Signal Processing Usage for Intel® System Studio – Intel® MKL vs. Intel® IPP

Employing performance libraries can be a great way to streamline and unify the computational execution flow for data intensive tasks, thus minimizing the risk of data stream timing issues and heisenbugs. Here we will describe the two libraries that can be used for signal processing within Intel® System Studio.

Intel® Integrated Performance Primitives (Intel®IPP)

Performance libraries such as the Intel IPP contain highly optimized algorithms and code for common functions including as signal processing, image processing, video/audio encode/decode, cryptography, data compression, speech coding, and computer vision. Advanced instruction sets help the developer take advantage of new processor features that are specifically tailored for certain applications. One calls Intel IPP as if it is a black box pocket of computation for their low-power or embedded device – ‘in’ flows the data and ‘out’ receives the result. In this fashion, using the Intel IPP can take the place of many processing units created for specific computational tasks. Intel IPP excels in a wide variety of domains where intelligent systems are utilized.                        

Without the benefit of highly optimized performance libraries, developers would need to optimize computationally intensive functions themselves carefully to obtain adequate performance. This optimization process is complicated, time consuming, and must be updated with each new processor generation. Intelligent systems often have a long lifetime in the field and there is a high maintenance effort to hand-optimize functions.

Signal processing and advanced vector math are the two function domains that are most in demand across the different types of intelligent systems. Frequently, a digital signal processor (DSP) is employed to assist the general purpose processor with these types of computational tasks. A DSP may come with its own well-defined application interface and library function set. However, it is usually poorly suited for general purpose tasks; DSPs are designed to quickly execute basic mathematical operations (add, subtract, multiply, and divide). The DSP repertoire includes a set of very fast multiply and accumulate (MAC) instructions to address matrix math evaluations that appear frequently in convolution, dot product and other multi-operand math operations. The MAC instructions that comprise much of the code in a DSP application are the equivalent of SIMD instruction sets. Like the MAC instructions on a DSP, these instruction sets perform mathematical operations very efficiently on vectors and arrays of data. Unlike a DSP, the Single Instruction Multiple Data (SIMD) instructions are easier to integrate into applications using complex vector and array mathematical algorithms since all computations execute on the same processor and are part of a unified logical execution stream.
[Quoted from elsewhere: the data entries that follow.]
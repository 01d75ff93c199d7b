use crate::{ApiRequest, ClientError, ClientResult};

use bd_config::{ApiConfig, UnauthorizedPolicy};
use bd_storage::SessionRepository;

use std::time::Duration;

use log::{debug, warn};
use reqwest::{Client as ReqwestClient, Method, StatusCode, header};
use serde::de::DeserializeOwned;
use serde_json::Value;

/// HTTP client for the bankdash REST API
///
/// Every request reads the bearer token from durable storage at build time,
/// so a token written or cleared by anyone is picked up by the next call.
#[derive(Clone)]
pub struct Client {
    pub base_url: String,
    pub unauthorized_policy: UnauthorizedPolicy,
    sessions: SessionRepository,
    client: ReqwestClient,
}

impl Client {
    /// Create a new client with reqwest defaults and the default 401 policy.
    ///
    /// # Arguments
    /// * `base_url` - Server URL (e.g., "http://127.0.0.1:3000")
    /// * `sessions` - Where the bearer token is read from
    pub fn new(base_url: &str, sessions: SessionRepository) -> Self {
        Self {
            base_url: base_url.trim_end_matches('/').to_string(),
            unauthorized_policy: UnauthorizedPolicy::default(),
            sessions,
            client: ReqwestClient::new(),
        }
    }

    /// Create a client honouring the configured timeout and 401 policy.
    pub fn from_config(
        api: &ApiConfig,
        unauthorized_policy: UnauthorizedPolicy,
        sessions: SessionRepository,
    ) -> ClientResult<Self> {
        let client = ReqwestClient::builder()
            .timeout(api.timeout())
            .build()?;

        Ok(Self {
            base_url: api.base_url.trim_end_matches('/').to_string(),
            unauthorized_policy,
            sessions,
            client,
        })
    }

    pub fn with_timeout(mut self, timeout: Duration) -> ClientResult<Self> {
        self.client = ReqwestClient::builder().timeout(timeout).build()?;
        Ok(self)
    }

    pub fn with_unauthorized_policy(mut self, policy: UnauthorizedPolicy) -> Self {
        self.unauthorized_policy = policy;
        self
    }

    pub fn sessions(&self) -> &SessionRepository {
        &self.sessions
    }

    /// Build a request acting on the stored session. A 401 answer triggers
    /// the unauthorized policy.
    pub async fn request(&self, method: Method, path: &str) -> ClientResult<ApiRequest> {
        self.build(method, path, true).await
    }

    /// Build a credential-exchange request. A 401 answer is reported as an
    /// ordinary API error and the stored session is left alone.
    pub async fn credential_request(&self, method: Method, path: &str) -> ClientResult<ApiRequest> {
        self.build(method, path, false).await
    }

    async fn build(&self, method: Method, path: &str, session_bound: bool) -> ClientResult<ApiRequest> {
        let url = format!("{}{}", self.base_url, path);
        let mut builder = self
            .client
            .request(method, &url)
            .header(header::ACCEPT, "application/json");

        if let Some(token) = self.sessions.access_token().await? {
            builder = builder.bearer_auth(token);
        }

        Ok(ApiRequest {
            builder,
            session_bound,
        })
    }

    /// Execute request and decode the JSON body
    pub async fn execute<T: DeserializeOwned>(&self, req: ApiRequest) -> ClientResult<T> {
        let bytes = self.send(req).await?;
        Ok(serde_json::from_slice(&bytes)?)
    }

    /// Execute request whose body, if any, is not needed
    pub async fn execute_empty(&self, req: ApiRequest) -> ClientResult<()> {
        self.send(req).await.map(|_| ())
    }

    async fn send(&self, req: ApiRequest) -> ClientResult<Vec<u8>> {
        let ApiRequest {
            builder,
            session_bound,
        } = req;

        let response = builder.send().await?;
        let status = response.status();
        let body = response.bytes().await?;

        if status == StatusCode::UNAUTHORIZED && session_bound {
            self.apply_unauthorized_policy().await;
            return Err(ClientError::unauthorized());
        }

        if !status.is_success() {
            return Err(Self::error_from_body(status, &body));
        }

        debug!("{} ({} bytes)", status, body.len());
        Ok(body.to_vec())
    }

    async fn apply_unauthorized_policy(&self) {
        if !self.unauthorized_policy.clears_session() {
            debug!("401 received, leaving stored session ({})", self.unauthorized_policy);
            return;
        }

        warn!("401 received, clearing stored session");
        if let Err(e) = self.sessions.clear().await {
            warn!("Failed to clear stored session after 401: {e}");
        }
    }

    /// Accepts `{ "error": { "code", "message" } }` and `{ "message" }`.
    fn error_from_body(status: StatusCode, body: &[u8]) -> ClientError {
        let fallback_message = status
            .canonical_reason()
            .unwrap_or("Unknown error")
            .to_string();

        let Ok(value) = serde_json::from_slice::<Value>(body) else {
            return ClientError::api_error(status.as_u16(), status.as_str(), fallback_message);
        };

        let (code, message) = match value.get("error") {
            Some(error) if error.is_object() => (
                error.get("code").and_then(|v| v.as_str()),
                error.get("message").and_then(|v| v.as_str()),
            ),
            Some(error) => (None, error.as_str()),
            None => (
                value.get("code").and_then(|v| v.as_str()),
                value.get("message").and_then(|v| v.as_str()),
            ),
        };

        ClientError::api_error(
            status.as_u16(),
            code.unwrap_or(status.as_str()),
            message.map(String::from).unwrap_or(fallback_message),
        )
    }
}
//! bankdash - banking dashboard client
//!
//! Drives the session store and the cards page store from the terminal and
//! prints their state as JSON.
//!
//! # Examples
//!
//! ```bash
//! # Sign in against the configured API
//! bankdash session login --email a@b.com --password secret
//!
//! # Load cards, transactions and balance
//! bankdash dashboard --pretty
//!
//! # Freeze the second card
//! bankdash cards freeze 1
//! ```

use bd_cli::{App, Cli, logger};
use bd_config::Config;

use std::path::PathBuf;
use std::process::ExitCode;

use clap::Parser;
use log::error;

#[tokio::main]
async fn main() -> ExitCode {
    dotenvy::dotenv().ok();
    let cli = Cli::parse();

    // Load and validate configuration
    let config = match Config::load().and_then(|config| config.validate().map(|()| config)) {
        Ok(config) => config,
        Err(e) => {
            eprintln!("Error: {}", e);
            return ExitCode::FAILURE;
        }
    };

    let log_file = config.logging.file.as_ref().map(PathBuf::from);
    if let Err(e) = logger::initialize(config.logging.level, log_file, config.logging.colored) {
        eprintln!("Error: {}", e.display_message());
        return ExitCode::FAILURE;
    }
    config.log_summary();

    let app = match App::from_config(&config) {
        Ok(app) => app,
        Err(e) => {
            error!("{}", e);
            eprintln!("Error: {}", e.display_message());
            return ExitCode::FAILURE;
        }
    };

    let result = app.run(cli.command).await;

    match result {
        Ok(value) => {
            let output = if cli.pretty {
                serde_json::to_string_pretty(&value)
            } else {
                serde_json::to_string(&value)
            };

            match output {
                Ok(json) => {
                    println!("{}", json);
                    ExitCode::SUCCESS
                }
                Err(e) => {
                    eprintln!("Error serializing response: {}", e);
                    ExitCode::FAILURE
                }
            }
        }
        Err(e) => {
            error!("{}", e);
            eprintln!("Error: {}", e.display_message());
            ExitCode::FAILURE
        }
    }
}
use crate::{CardCommands, Cli, Commands, SessionCommands};

use clap::Parser;

#[test]
fn given_login_args_when_parsed_then_session_login_command() {
    // When
    let cli = Cli::try_parse_from([
        "bankdash", "session", "login", "--email", "a@b.com", "--password", "x",
    ])
    .unwrap();

    // Then
    match cli.command {
        Commands::Session {
            action: SessionCommands::Login { email, password },
        } => {
            assert_eq!(email, "a@b.com");
            assert_eq!(password, "x");
        }
        other => panic!("unexpected command: {other:?}"),
    }
    assert!(!cli.pretty);
}

#[test]
fn given_pretty_after_subcommand_when_parsed_then_flag_is_global() {
    // When
    let cli = Cli::try_parse_from(["bankdash", "dashboard", "--pretty"]).unwrap();

    // Then
    assert!(matches!(cli.command, Commands::Dashboard));
    assert!(cli.pretty);
}

#[test]
fn given_freeze_position_when_parsed_then_position_captured() {
    // When
    let cli = Cli::try_parse_from(["bankdash", "cards", "freeze", "2"]).unwrap();

    // Then
    assert!(matches!(
        cli.command,
        Commands::Cards {
            action: CardCommands::Freeze { position: 2 }
        }
    ));
}

#[test]
fn given_add_without_bank_when_parsed_then_bank_defaults_to_empty() {
    // When
    let cli = Cli::try_parse_from([
        "bankdash",
        "cards",
        "add",
        "--holder",
        "Ann Lee",
        "--number",
        "4111 1111 1111 1111",
        "--cvv",
        "123",
        "--valid-thru",
        "04/29",
        "--provider",
        "visa",
    ])
    .unwrap();

    // Then
    match cli.command {
        Commands::Cards {
            action: CardCommands::Add { bank, provider, .. },
        } => {
            assert_eq!(bank, "");
            assert_eq!(provider, "visa");
        }
        other => panic!("unexpected command: {other:?}"),
    }
}

#[test]
fn given_register_without_confirmation_when_parsed_then_rejected() {
    // When
    let result = Cli::try_parse_from([
        "bankdash", "session", "register", "--name", "Ann", "--email", "a@b.com", "--password",
        "password1",
    ]);

    // Then
    assert!(result.is_err());
}
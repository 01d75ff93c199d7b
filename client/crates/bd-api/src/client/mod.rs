pub(crate) mod api_request;
pub(crate) mod client;
pub(crate) mod error;

pub use api_request::ApiRequest;
pub use client::Client;
pub use error::{ClientError, Result as ClientResult};
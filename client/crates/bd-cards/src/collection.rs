use std::fmt;

use serde::Serialize;

/// One of the independently fetched page collections.
#[derive(Debug, Clone, Copy, PartialEq, Eq, Hash, Serialize)]
#[serde(rename_all = "snake_case")]
pub enum Collection {
    Cards,
    Transactions,
    UserData,
}

impl Collection {
    pub const ALL: [Collection; 3] = [Self::Cards, Self::Transactions, Self::UserData];

    pub fn as_str(&self) -> &'static str {
        match self {
            Self::Cards => "cards",
            Self::Transactions => "transactions",
            Self::UserData => "user_data",
        }
    }

    /// Message shown in place of the collection when its fetch fails.
    pub fn failure_message(&self) -> &'static str {
        match self {
            Self::Cards => "Failed to load debit cards",
            Self::Transactions => "Failed to load transactions",
            Self::UserData => "Failed to load user data",
        }
    }
}

impl fmt::Display for Collection {
    fn fmt(&self, f: &mut fmt::Formatter<'_>) -> fmt::Result {
        f.write_str(self.as_str())
    }
}
use crate::{DurableStorage, StorageError, StorageResult};

use std::collections::BTreeMap;
use std::path::{Path, PathBuf};

use async_trait::async_trait;
use log::{debug, warn};
use tokio::fs;
use tokio::io::AsyncWriteExt;
use tokio::sync::Mutex;

const DATE_FORMAT: &str = "%Y%m%d_%H%M%S";

/// All keys live in one JSON object on disk.
///
/// Reads go to disk every time. Every access holds the file lock: writes
/// are read-modify-write, and a read that finds the file corrupted moves it
/// aside exactly once. Writes land through a temp file + fsync + rename so a
/// crash mid-write never leaves a torn file behind.
#[derive(Debug)]
pub struct FileStorage {
    path: PathBuf,
    file_lock: Mutex<()>,
}

impl FileStorage {
    pub fn new(path: impl Into<PathBuf>) -> Self {
        Self {
            path: path.into(),
            file_lock: Mutex::new(()),
        }
    }

    pub fn path(&self) -> &Path {
        &self.path
    }

    async fn read_entries(&self) -> StorageResult<BTreeMap<String, String>> {
        let exists = fs::try_exists(&self.path)
            .await
            .map_err(|e| StorageError::file_read(self.path.clone(), e))?;
        if !exists {
            return Ok(BTreeMap::new());
        }

        let contents = fs::read_to_string(&self.path)
            .await
            .map_err(|e| StorageError::file_read(self.path.clone(), e))?;

        match serde_json::from_str(&contents) {
            Ok(entries) => Ok(entries),
            Err(e) => {
                warn!("Storage file corrupted at {:?}: {e}", self.path);
                self.backup_corrupted().await?;
                Ok(BTreeMap::new())
            }
        }
    }

    async fn write_entries(&self, entries: &BTreeMap<String, String>) -> StorageResult<()> {
        if let Some(parent) = self.path.parent()
            && !parent.as_os_str().is_empty()
        {
            fs::create_dir_all(parent)
                .await
                .map_err(|e| StorageError::dir_creation(parent.to_path_buf(), e))?;
        }

        let file_name = self
            .path
            .file_name()
            .map(|n| n.to_string_lossy().into_owned())
            .unwrap_or_else(|| "storage.json".to_string());
        let temp_path = self
            .path
            .with_file_name(format!("{file_name}.tmp.{}", std::process::id()));

        let json = serde_json::to_string_pretty(entries)?;

        {
            let mut file = fs::File::create(&temp_path)
                .await
                .map_err(|e| StorageError::file_write(temp_path.clone(), e))?;

            file.write_all(json.as_bytes())
                .await
                .map_err(|e| StorageError::file_write(temp_path.clone(), e))?;

            file.sync_all()
                .await
                .map_err(|e| StorageError::file_write(temp_path.clone(), e))?;
        }

        if let Err(e) = fs::rename(&temp_path, &self.path).await {
            let _ = fs::remove_file(&temp_path).await;
            return Err(StorageError::atomic_rename(temp_path, self.path.clone(), e));
        }

        Ok(())
    }

    /// Moves an unreadable file aside as `<name>.corrupted.<timestamp>`.
    async fn backup_corrupted(&self) -> StorageResult<PathBuf> {
        let timestamp = chrono::Utc::now().format(DATE_FORMAT);
        let backup_path = self.path.with_extension(format!("corrupted.{timestamp}"));

        fs::rename(&self.path, &backup_path)
            .await
            .map_err(StorageError::backup_failed)?;

        warn!("Backed up corrupted storage file to {backup_path:?}");
        Ok(backup_path)
    }
}

#[async_trait]
impl DurableStorage for FileStorage {
    async fn get(&self, key: &str) -> StorageResult<Option<String>> {
        let _guard = self.file_lock.lock().await;

        let mut entries = self.read_entries().await?;
        Ok(entries.remove(key))
    }

    async fn set(&self, key: &str, value: &str) -> StorageResult<()> {
        let _guard = self.file_lock.lock().await;

        let mut entries = self.read_entries().await?;
        entries.insert(key.to_string(), value.to_string());
        self.write_entries(&entries).await?;

        debug!("Stored key '{key}' in {:?}", self.path);
        Ok(())
    }

    async fn remove(&self, key: &str) -> StorageResult<()> {
        let _guard = self.file_lock.lock().await;

        let mut entries = self.read_entries().await?;
        if entries.remove(key).is_none() {
            return Ok(());
        }
        self.write_entries(&entries).await?;

        debug!("Removed key '{key}' from {:?}", self.path);
        Ok(())
    }
}
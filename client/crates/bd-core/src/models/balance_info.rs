use crate::UserData;

use serde::{Deserialize, Serialize};

pub const DEFAULT_CURRENCY_TYPE: &str = "S$";
pub const DEFAULT_BALANCE_AMOUNT: f64 = 0.0;

#[derive(Debug, Clone, PartialEq, Serialize, Deserialize)]
#[serde(rename_all = "camelCase")]
pub struct BalanceInfo {
    pub currency_type: String,
    pub amount: f64,
}

impl BalanceInfo {
    /// Balance view of an optional snapshot, falling back to the defaults
    /// when user data has not been fetched.
    pub fn from_user_data(user_data: Option<&UserData>) -> Self {
        user_data.map(Self::from).unwrap_or_default()
    }
}

impl Default for BalanceInfo {
    fn default() -> Self {
        Self {
            currency_type: DEFAULT_CURRENCY_TYPE.to_string(),
            amount: DEFAULT_BALANCE_AMOUNT,
        }
    }
}

/// A blank currency reads as the default symbol.
impl From<&UserData> for BalanceInfo {
    fn from(user_data: &UserData) -> Self {
        let currency_type = match user_data.currency_type.trim() {
            "" => DEFAULT_CURRENCY_TYPE.to_string(),
            _ => user_data.currency_type.clone(),
        };
        Self {
            currency_type,
            amount: user_data.balance_amount,
        }
    }
}
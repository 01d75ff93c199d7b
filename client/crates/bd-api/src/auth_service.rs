use crate::{AuthApi, Client, ClientResult};

use bd_core::{AuthResponse, LoginCredentials, ProfileUpdate, RegisterData, TokenRefresh, User};

use async_trait::async_trait;
use log::debug;
use reqwest::Method;
use serde::Serialize;

const RESOURCE: &str = "/auth";

/// `/auth/*` endpoints.
#[derive(Clone)]
pub struct AuthService {
    client: Client,
}

impl AuthService {
    pub fn new(client: Client) -> Self {
        Self { client }
    }

    pub fn client(&self) -> &Client {
        &self.client
    }

    fn path(endpoint: &str) -> String {
        format!("{RESOURCE}/{endpoint}")
    }
}

#[async_trait]
impl AuthApi for AuthService {
    async fn login(&self, credentials: &LoginCredentials) -> ClientResult<AuthResponse> {
        debug!("POST {RESOURCE}/login for {}", credentials.email);
        let req = self
            .client
            .credential_request(Method::POST, &Self::path("login"))
            .await?
            .json(credentials);
        self.client.execute(req).await
    }

    async fn register(&self, data: &RegisterData) -> ClientResult<AuthResponse> {
        debug!("POST {RESOURCE}/register for {}", data.email);
        let req = self
            .client
            .credential_request(Method::POST, &Self::path("register"))
            .await?
            .json(data);
        self.client.execute(req).await
    }

    async fn current_user(&self) -> ClientResult<User> {
        let req = self.client.request(Method::GET, &Self::path("me")).await?;
        self.client.execute(req).await
    }

    async fn update_profile(&self, update: &ProfileUpdate) -> ClientResult<User> {
        let req = self
            .client
            .request(Method::PUT, &Self::path("profile"))
            .await?
            .json(update);
        self.client.execute(req).await
    }

    async fn delete_account(&self) -> ClientResult<()> {
        let req = self
            .client
            .request(Method::DELETE, &Self::path("account"))
            .await?;
        self.client.execute_empty(req).await
    }

    async fn logout(&self) -> ClientResult<()> {
        let req = self
            .client
            .request(Method::POST, &Self::path("logout"))
            .await?;
        self.client.execute_empty(req).await
    }

    async fn refresh_token(&self, refresh_token: &str) -> ClientResult<TokenRefresh> {
        #[derive(Serialize)]
        #[serde(rename_all = "camelCase")]
        struct RefreshRequest<'a> {
            refresh_token: &'a str,
        }

        let req = self
            .client
            .credential_request(Method::POST, &Self::path("refresh"))
            .await?
            .json(&RefreshRequest { refresh_token });
        self.client.execute(req).await
    }
}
For example, an algorithm that changes image brightness by adding (or subtracting) a constant value to each pixel of that image must read the RGB values from memory, add (or subtract) the offset, and write the new pixel values back to memory. When using a DSP coprocessor, that image data must be packaged for the DSP (placed in a memory area that is accessible by the DSP), signaled to execute the transformation algorithm, and finally returned to the general-purpose processor. Using a general-purpose processor with SIMD instructions simplifies this process of packaging, signaling, and returning the data set. Intel IPP primitives are optimized to match each SIMD instruction set architecture so that multiple versions of each primitive exist in the library.

Intel IPP can be reused over a wide range of Intel® Architecture based processors, and due to automatic dispatching, the developer’s code base will always pick the execution flow optimized for the architecture in question without having to change the underlying function call (Figure 2). This is especially helpful if an embedded system employs both an Intel® Core™ processor for data analysis/aggregation as well as a series of Intel® Atom™ Processor based SoCs for data pre-processing/collection. In that scenario, the same code base may be used in part on both the Intel® Atom™ Processor based SoCs in the field and the Intel® Core™ processor in the central data aggregation point.                                     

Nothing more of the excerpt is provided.